> [ACTIVITY]: Find every line in the records that holds the string "hour". Copy each one.

Collected data
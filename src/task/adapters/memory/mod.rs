//! In-memory adapters for task persistence.

mod task;

pub use task::InMemoryTaskRepository;
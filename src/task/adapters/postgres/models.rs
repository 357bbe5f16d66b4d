//! Diesel row models for task persistence.

use super::schema::tasks;
use chrono::{DateTime, Utc};
use diesel::prelude::*;

/// Query result row for task records.
#[derive(Debug, Clone, Queryable, Selectable)]
#[diesel(table_name = tasks)]
#[diesel(check_for_backend(diesel::pg::Pg))]
pub struct TaskRow {
    /// Date-prefixed task identifier.
    pub id: String,
    /// Task title.
    pub title: String,
    /// Task description.
    pub description: String,
    /// Opaque status tag.
    pub status: String,
    /// Due date.
    pub due_date: DateTime<Utc>,
    /// Assigned user identifiers.
    pub assignee_ids: Vec<String>,
}

/// Insert model for task records.
#[derive(Debug, Clone, Insertable)]
#[diesel(table_name = tasks)]
pub struct NewTaskRow {
    /// Date-prefixed task identifier.
    pub id: String,
    /// Task title.
    pub title: String,
    /// Task description.
    pub description: String,
    /// Opaque status tag.
    pub status: String,
    /// Due date.
    pub due_date: DateTime<Utc>,
    /// Assigned user identifiers.
    pub assignee_ids: Vec<String>,
}

/// Changeset replacing every mutable task column.
#[derive(Debug, Clone, AsChangeset)]
#[diesel(table_name = tasks)]
pub struct TaskChangeset {
    /// Task title.
    pub title: String,
    /// Task description.
    pub description: String,
    /// Opaque status tag.
    pub status: String,
    /// Due date.
    pub due_date: DateTime<Utc>,
    /// Assigned user identifiers.
    pub assignee_ids: Vec<String>,
}
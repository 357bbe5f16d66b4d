//! Settable clock for deterministic unit tests.

use chrono::{DateTime, Local, TimeDelta, TimeZone, Utc};
use mockable::Clock;
use std::sync::Mutex;

/// Clock that reports a fixed instant until moved explicitly.
#[derive(Debug)]
pub struct FixedClock {
    now: Mutex<DateTime<Utc>>,
}

impl FixedClock {
    /// Creates a clock frozen at `now`.
    pub const fn at(now: DateTime<Utc>) -> Self {
        Self {
            now: Mutex::new(now),
        }
    }

    /// Creates a clock frozen at the given UTC wall-clock time.
    pub fn ymd_hms(year: i32, month: u32, day: u32, hour: u32, min: u32, sec: u32) -> Self {
        let now = Utc
            .with_ymd_and_hms(year, month, day, hour, min, sec)
            .single()
            .expect("valid fixed clock instant");
        Self::at(now)
    }

    /// Moves the clock forward by `by`.
    pub fn advance(&self, by: TimeDelta) {
        let mut now = self.now.lock().expect("fixed clock lock");
        *now += by;
    }
}

impl Clock for FixedClock {
    fn local(&self) -> DateTime<Local> {
        self.utc().with_timezone(&Local)
    }

    fn utc(&self) -> DateTime<Utc> {
        *self.now.lock().expect("fixed clock lock")
    }
}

> [TASK RESULT]:
    pub fn ymd_hms(year: i32, month: u32, day: u32, hour: u32, min: u32, sec: u32) -> Self {
            .with_ymd_and_hms(year, month, day, hour, min, sec)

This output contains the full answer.